L'Esprit d'Ilboued
A priori, et avant Ilboued bien sûr, je ne courais pas après les croisières sur des bateaux avec propriétaires à bord. Il y a bien des contre-exemples heureusement, mais je connais beaucoup d'histoires où un maniaque, se sentant un droit spécial sur l'équipage et bien sûr intouchable, a réussi à briser une ambiance avec une facilité déconcertante et à rendre la vie commune, sinon impossible, du moins pénible et désagréable pour tous.
Ilboued doit sécréter un fluide magique. Nous, les propriétaires, avons un tas de défauts et de manies, mais nos équipiers reviennent généralement et en redemandent ! Sur les 83 personnes comptabilisées sur le livre de bord qui étaient venues au gré des week-ends et vacances la première année (du 12 mai au 31 décembre 1988), la plupart ont récidivé, et des nouveaux se sont aussi inscrits depuis pour tester le bateau. Encore plus étonnant, en général, lorsque la fin de la balade ou de la croisière arrive, on perçoit un léger flottement, une sorte de regret que ce soit déjà fini. Mais finalement, ce sont peut-être simplement les Parisiens qui pensent avec mélancolie à la longue route et aux bouchons qui les attendent, et les soucis quotidiens qui réapparaissent peu à peu pour tout le monde.

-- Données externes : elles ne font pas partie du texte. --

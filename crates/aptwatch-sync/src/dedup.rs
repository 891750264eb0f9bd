//! Intra-scan deduplication: overlapping keyword searches return the same
//! listing more than once.

use std::collections::HashSet;

use aptwatch_core::Listing;
use serde::Serialize;

#[derive(Debug, Clone, Copy, PartialEq, Eq, Serialize)]
pub struct DedupStats {
    pub scanned: usize,
    pub unique: usize,
    pub duplicates: usize,
}

impl DedupStats {
    pub fn new(scanned: usize, unique: usize) -> Self {
        Self {
            scanned,
            unique,
            duplicates: scanned.saturating_sub(unique),
        }
    }
}

/// Keeps the first occurrence of every identity key, in input order. When a
/// listing matched several keywords, the earliest keyword's record wins.
pub fn dedupe(scan: Vec<Listing>) -> Vec<Listing> {
    let mut seen = HashSet::with_capacity(scan.len());
    scan.into_iter()
        .filter(|listing| seen.insert(listing.identity()))
        .collect()
}

#[cfg(test)]
mod tests {
    use super::*;

    fn listing(address: &str, keyword: &str) -> Listing {
        Listing {
            address: address.into(),
            zip: "Boston, MA 02116".into(),
            keyword: keyword.into(),
            availability: "Avail Sep 01".into(),
            beds: "4 Bed".into(),
            price: "$5,000".into(),
            image: String::new(),
            phone: String::new(),
            link: String::new(),
            time: 100.0,
        }
    }

    fn addresses(listings: &[Listing]) -> Vec<&str> {
        listings.iter().map(|l| l.address.as_str()).collect()
    }

    #[test]
    fn empty_scan_stays_empty() {
        assert!(dedupe(Vec::new()).is_empty());
    }

    #[test]
    fn repeated_listing_collapses_to_first_occurrence() {
        let x = listing("1 Elm", "patio");
        let y = listing("2 Elm", "patio");
        let x_again = listing("1 Elm", "deck");

        let unique = dedupe(vec![x.clone(), y.clone(), x_again]);
        assert_eq!(unique, vec![x, y]);
        assert_eq!(unique[0].keyword, "patio");
    }

    #[test]
    fn all_same_identity_collapses_to_one() {
        let scan = ["patio", "deck", "roof", "porch"]
            .iter()
            .map(|k| listing("9 Oak", k))
            .collect::<Vec<_>>();
        let unique = dedupe(scan);
        assert_eq!(unique.len(), 1);
        assert_eq!(unique[0].keyword, "patio");
    }

    #[test]
    fn order_of_first_occurrences_is_preserved() {
        let scan = vec![
            listing("c", "patio"),
            listing("a", "patio"),
            listing("c", "deck"),
            listing("b", "deck"),
            listing("a", "yard"),
        ];
        assert_eq!(addresses(&dedupe(scan)), vec!["c", "a", "b"]);
    }

    #[test]
    fn dedupe_is_idempotent() {
        let scan = vec![
            listing("a", "patio"),
            listing("b", "patio"),
            listing("a", "deck"),
            listing("c", "pool"),
            listing("b", "pool"),
        ];
        let once = dedupe(scan);
        let twice = dedupe(once.clone());
        assert_eq!(once, twice);
    }

    #[test]
    fn price_change_is_a_different_listing() {
        let a = listing("1 Elm", "patio");
        let mut repriced = a.clone();
        repriced.price = "$4,900".into();
        assert_eq!(dedupe(vec![a, repriced]).len(), 2);
    }

    #[test]
    fn stats_count_duplicates() {
        let stats = DedupStats::new(10, 7);
        assert_eq!(stats.duplicates, 3);
    }
}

Les Petites Manies des Propriétaires
Et pourtant, en y réfléchissant, nous devons être parfois pénibles, nous les propriétaires skippers. Ce qu'on pourrait nous reprocher d'abord, et on le fait d'ailleurs, c'est de ne quasiment rien dire à bord. Lorsque nous sommes deux ou trois présents pour la balade, et cela arrive quand même très souvent, la répartition des tâches se fait automatiquement. Nous avons trop l'habitude de naviguer ensemble et la complicité qui nous lie entre nous et avec le bateau est trop forte. Alors, sans que rien ne soit dit, le moteur démarre, les amarres sont larguées, les voiles hissées, et un petit coup de muscadet servi au passage de la citadelle. Je réalise que pour un étranger à notre groupe, il faut du temps, et ce n'est pas évident, pour entrer dans ces rites et pour trouver sa place.
Il est arrivé quelquefois que nous soyons tous les quatre propriétaires ensemble. Alors là, c'est la grande fantaisie. Chacun fait un peu de navigation en passant, la route à suivre se décide au fur et à mesure selon celui qui regarde la carte, personne ne tient le livre de bord, pensant que l'autre le fait... c'est un peu la zigzagodromie. Le cap fixé par Christophe est changé par Bruno lorsque l'un part faire la sieste et l'autre sort le nez de ses mots croisés. Mais il doit exister un dieu pour les copropriétaires navigateurs, car pour l'instant, nous sommes toujours arrivés sans encombres.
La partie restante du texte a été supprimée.